En mi trayecto del pasillo de los congelados a la fila para pasar por caja, el señor de la puerta decide que él no está para estas cosas y comienza a avanzar, a lo que el guardia recién llegado responde con autoridad y lo toma del brazo, mientras de la fila aumentan los gritos de «¡Colado!», «¡Sinvergüenza!», «¡Gorreáo!» y otros cuyo calibre me impide reproducirlos. Pienso que he visto suficiente películas de zombies para no saber cómo va a evolucionar todo en los próximos días.

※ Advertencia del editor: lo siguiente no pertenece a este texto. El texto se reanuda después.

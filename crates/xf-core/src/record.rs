//! Trip records and the immutable record store

use std::collections::{BTreeMap, HashMap};
use std::sync::Arc;

use serde::{Deserialize, Serialize};

use crate::view::FilteredView;

/// Filterable dimensions of a trip record
#[derive(Debug, Clone, Copy, PartialEq, Eq, Hash, PartialOrd, Ord, Serialize, Deserialize)]
#[serde(rename_all = "snake_case")]
pub enum Field {
    /// Trip distance in miles
    Distance,
    /// Tip amount
    Tip,
    /// Pickup day of week, 0 = Sunday
    DayOfWeek,
    /// Pickup hour of day
    Hour,
    /// Payment type code
    PaymentType,
    /// Passenger count
    Passengers,
    /// Pickup zone identifier
    Zone,
}

/// Legal value range of a field. Bounds are inclusive.
#[derive(Debug, Clone, Copy, PartialEq)]
pub enum FieldDomain {
    Continuous { min: f64, max: f64 },
    Discrete { min: i64, max: i64 },
}

impl Field {
    pub fn domain(self) -> FieldDomain {
        match self {
            Field::Distance | Field::Tip => FieldDomain::Continuous { min: 0.0, max: f64::INFINITY },
            Field::DayOfWeek => FieldDomain::Discrete { min: 0, max: 6 },
            Field::Hour => FieldDomain::Discrete { min: 0, max: 23 },
            Field::PaymentType => FieldDomain::Discrete { min: 0, max: u8::MAX as i64 },
            Field::Passengers | Field::Zone => FieldDomain::Discrete { min: 0, max: u32::MAX as i64 },
        }
    }

    pub fn is_discrete(self) -> bool {
        matches!(self.domain(), FieldDomain::Discrete { .. })
    }

    /// Human readable axis name
    pub fn display_name(self) -> &'static str {
        match self {
            Field::Distance => "Trip distance",
            Field::Tip => "Tip amount",
            Field::DayOfWeek => "Day of week",
            Field::Hour => "Hour",
            Field::PaymentType => "Payment type",
            Field::Passengers => "Passengers",
            Field::Zone => "Pickup zone",
        }
    }
}

impl FieldDomain {
    pub fn min(&self) -> f64 {
        match *self {
            FieldDomain::Continuous { min, .. } => min,
            FieldDomain::Discrete { min, .. } => min as f64,
        }
    }

    pub fn max(&self) -> f64 {
        match *self {
            FieldDomain::Continuous { max, .. } => max,
            FieldDomain::Discrete { max, .. } => max as f64,
        }
    }

    /// Clamp a continuous bound into the domain. NaN is returned unchanged,
    /// callers decide which edge it widens to.
    pub fn clamp_f64(&self, value: f64) -> f64 {
        if value.is_nan() {
            return value;
        }
        value.clamp(self.min(), self.max())
    }

    /// Clamp an integer bound into the domain
    pub fn clamp_i64(&self, value: i64) -> i64 {
        match *self {
            FieldDomain::Discrete { min, max } => value.clamp(min, max),
            // Float to int casts saturate, so an infinite edge maps to i64::MIN/MAX
            FieldDomain::Continuous { min, max } => value.clamp(min.ceil() as i64, max.floor() as i64),
        }
    }
}

/// A trip row as produced by ingestion, before label derivation
#[derive(Debug, Clone, PartialEq, Serialize, Deserialize)]
pub struct TripRow {
    pub distance: f64,
    pub tip: f64,
    pub day_of_week: u8,
    pub hour: u8,
    pub payment_type: u8,
    pub passengers: Option<u32>,
    pub zone: Option<u32>,
}

/// An immutable trip record held by the [`RecordStore`]
#[derive(Debug, Clone, PartialEq)]
pub struct TripRecord {
    distance: f64,
    tip: f64,
    day_of_week: u8,
    hour: u8,
    payment_type: u8,
    passengers: Option<u32>,
    zone: Option<u32>,
    payment_label: Arc<str>,
}

impl TripRecord {
    pub fn distance(&self) -> f64 {
        self.distance
    }

    pub fn tip(&self) -> f64 {
        self.tip
    }

    pub fn day_of_week(&self) -> u8 {
        self.day_of_week
    }

    pub fn hour(&self) -> u8 {
        self.hour
    }

    pub fn payment_type(&self) -> u8 {
        self.payment_type
    }

    pub fn passengers(&self) -> Option<u32> {
        self.passengers
    }

    pub fn zone(&self) -> Option<u32> {
        self.zone
    }

    /// Display label derived from the payment code at load time
    pub fn payment_label(&self) -> &str {
        &self.payment_label
    }

    /// Numeric value of a field, `None` when an optional field is absent
    pub fn value(&self, field: Field) -> Option<f64> {
        match field {
            Field::Distance => Some(self.distance),
            Field::Tip => Some(self.tip),
            Field::DayOfWeek => Some(self.day_of_week as f64),
            Field::Hour => Some(self.hour as f64),
            Field::PaymentType => Some(self.payment_type as f64),
            Field::Passengers => self.passengers.map(|p| p as f64),
            Field::Zone => self.zone.map(|z| z as f64),
        }
    }

    /// Integer value of a field. Continuous fields are floored; a non-finite
    /// value has no integer bucket.
    pub fn discrete(&self, field: Field) -> Option<i64> {
        match field {
            Field::Distance | Field::Tip => self
                .value(field)
                .filter(|v| v.is_finite())
                .map(|v| v.floor() as i64),
            Field::DayOfWeek => Some(self.day_of_week as i64),
            Field::Hour => Some(self.hour as i64),
            Field::PaymentType => Some(self.payment_type as i64),
            Field::Passengers => self.passengers.map(i64::from),
            Field::Zone => self.zone.map(i64::from),
        }
    }
}

/// Fixed `code -> label` lookup with a fallback for unknown codes
#[derive(Debug, Clone, PartialEq, Serialize, Deserialize)]
pub struct CategoryLabels {
    pub labels: BTreeMap<u8, String>,
    pub fallback: String,
}

impl CategoryLabels {
    pub fn new(labels: BTreeMap<u8, String>, fallback: impl Into<String>) -> Self {
        Self {
            labels,
            fallback: fallback.into(),
        }
    }

    /// Payment type names used by the taxi trip records
    pub fn payment_types() -> Self {
        let labels = [
            (1, "Credit card"),
            (2, "Cash"),
            (3, "No charge"),
            (4, "Dispute"),
            (5, "Unknown"),
            (6, "Voided trip"),
        ]
        .into_iter()
        .map(|(code, label)| (code, label.to_string()))
        .collect();
        Self::new(labels, "Other")
    }

    pub fn label(&self, code: u8) -> &str {
        self.labels.get(&code).map(String::as_str).unwrap_or(&self.fallback)
    }
}

impl Default for CategoryLabels {
    fn default() -> Self {
        Self::payment_types()
    }
}

/// Loaded-once, read-only collection of trip records
#[derive(Debug, Clone)]
pub struct RecordStore {
    records: Arc<[TripRecord]>,
}

impl RecordStore {
    /// Build the store from ingested rows, attaching the payment label to
    /// every record. This is the only derivation applied to the rows.
    pub fn new(rows: Vec<TripRow>, labels: &CategoryLabels) -> Self {
        let mut interned: HashMap<u8, Arc<str>> = HashMap::new();

        let records: Vec<TripRecord> = rows
            .into_iter()
            .map(|row| {
                let payment_label = interned
                    .entry(row.payment_type)
                    .or_insert_with(|| Arc::from(labels.label(row.payment_type)))
                    .clone();
                TripRecord {
                    distance: row.distance,
                    tip: row.tip,
                    day_of_week: row.day_of_week,
                    hour: row.hour,
                    payment_type: row.payment_type,
                    passengers: row.passengers,
                    zone: row.zone,
                    payment_label,
                }
            })
            .collect();

        tracing::info!("Record store built with {} rows", records.len());

        Self {
            records: records.into(),
        }
    }

    pub fn len(&self) -> usize {
        self.records.len()
    }

    pub fn is_empty(&self) -> bool {
        self.records.is_empty()
    }

    pub fn records(&self) -> &[TripRecord] {
        &self.records
    }

    pub fn get(&self, index: usize) -> Option<&TripRecord> {
        self.records.get(index)
    }

    /// Unfiltered view over every record
    pub fn full_view(&self) -> FilteredView<'_> {
        FilteredView::all(self)
    }
}
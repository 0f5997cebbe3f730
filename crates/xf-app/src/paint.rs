//! Paint chart surfaces with egui

use egui::epaint::Mesh;
use egui::{Color32, FontId, Painter, Pos2, Rect, Shape, Stroke, Vec2, Visuals};
use xf_views::{Mark, Surface};

fn closed(ring: &[Pos2], offset: Vec2) -> Vec<Pos2> {
    ring.iter().map(|p| *p + offset).collect()
}

fn paint_mark(painter: &Painter, offset: Vec2, mark: &Mark, visuals: &Visuals) {
    let axis = Stroke::new(1.0, visuals.weak_text_color());

    match mark {
        Mark::Bar { rect, color, .. } | Mark::Cell { rect, color, .. } => {
            painter.rect_filled(rect.translate(offset), 0.0, *color);
        }
        Mark::Dot { center, radius, color } => {
            painter.circle_filled(*center + offset, *radius, color.gamma_multiply(0.7));
        }
        Mark::Region {
            rings,
            triangles,
            color,
            ..
        } => {
            let mut mesh = Mesh::default();
            for triangle in triangles.iter() {
                let base = mesh.vertices.len() as u32;
                for point in triangle {
                    mesh.colored_vertex(*point + offset, *color);
                }
                mesh.add_triangle(base, base + 1, base + 2);
            }
            painter.add(Shape::mesh(mesh));
            for ring in rings.iter() {
                painter.add(Shape::closed_line(closed(ring, offset), Stroke::new(0.5, Color32::from_gray(30))));
            }
        }
        Mark::Label { pos, text, anchor } => {
            painter.text(*pos + offset, *anchor, text, FontId::proportional(11.0), visuals.text_color());
        }
        Mark::Rule { from, to } => {
            painter.line_segment([*from + offset, *to + offset], axis);
        }
        Mark::Frame { rect, color } => {
            painter.rect_stroke(rect.translate(offset), 0.0, Stroke::new(2.0, *color));
        }
        Mark::Outline { rings, color } => {
            for ring in rings.iter() {
                painter.add(Shape::closed_line(closed(ring, offset), Stroke::new(2.0, *color)));
            }
        }
    }
}

/// Paint marks, then the selection overlay on top
pub fn paint_surface(painter: &Painter, offset: Vec2, surface: &Surface, visuals: &Visuals) {
    for mark in surface.marks().iter().chain(surface.overlay()) {
        paint_mark(painter, offset, mark, visuals);
    }
}

/// Rectangle shown while a brush is being dragged
pub fn paint_brush_preview(painter: &Painter, offset: Vec2, rect: Rect, stroke: Stroke) {
    let rect = rect.translate(offset);
    painter.rect_filled(rect, 0.0, stroke.color.linear_multiply(0.15));
    painter.rect_stroke(rect, 0.0, stroke);
}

Tomo un M&M, lo vacío en mi boca de una vez y me guardo el envase en un bolsillo del pantalón. Al señor de la puerta lo terminaron agarrando entre dos guardias, un empaque y una vieja y lo sacaron entre las pifias hacia él y aplausos a sus captores desde la fila. Saco otro paquete de dulces y justo cuando lo voy a abrir noto que detrás mío está la señora de la mascarilla, con dos carros. «Coma no más, si estos no pierden nada», me dice cómplice, y yo la miro y sólo puedo pensar que en cualquier minuto va a empezar a convulsionar y a mirarme con hambre.
Cuando salgo, la ciudad ya no luce tan normal. Tal vez soy yo quien tiene otros ojos, estoy contagiado. La fila ahora es eterna, los rumores se esparcen como el virus, el descontento aumenta. En uno de los vidrios que da al exterior ahora hay pegada una hoja de cuaderno que reza «Cajero en mal estado», siento el aire raro, me pica la nariz y toda la gente me parece sospechosa. Enciendo el auto y a pesar del calor no bajo los vidrios hasta haber avanzado un par de cuadras. En la radio hablan del tema. Entre 40 mil a 100 mil contagiados en Chile de aquí a abril, entre 1.500 y 5.000 millones de personas en todo el mundo, hasta un 70% de la humanidad afectada por el coronavirus.
El Presidente de Chile acaba de decretar estado de catástrofe a partir de la medianoche. Van a pasar muchas cosas. Similares a las que han pasado antes. A lo largo y ancho del tejido social. Tenemos 2.500 años de epidemias documentadas. Que no nos digan que nadie lo vio venir.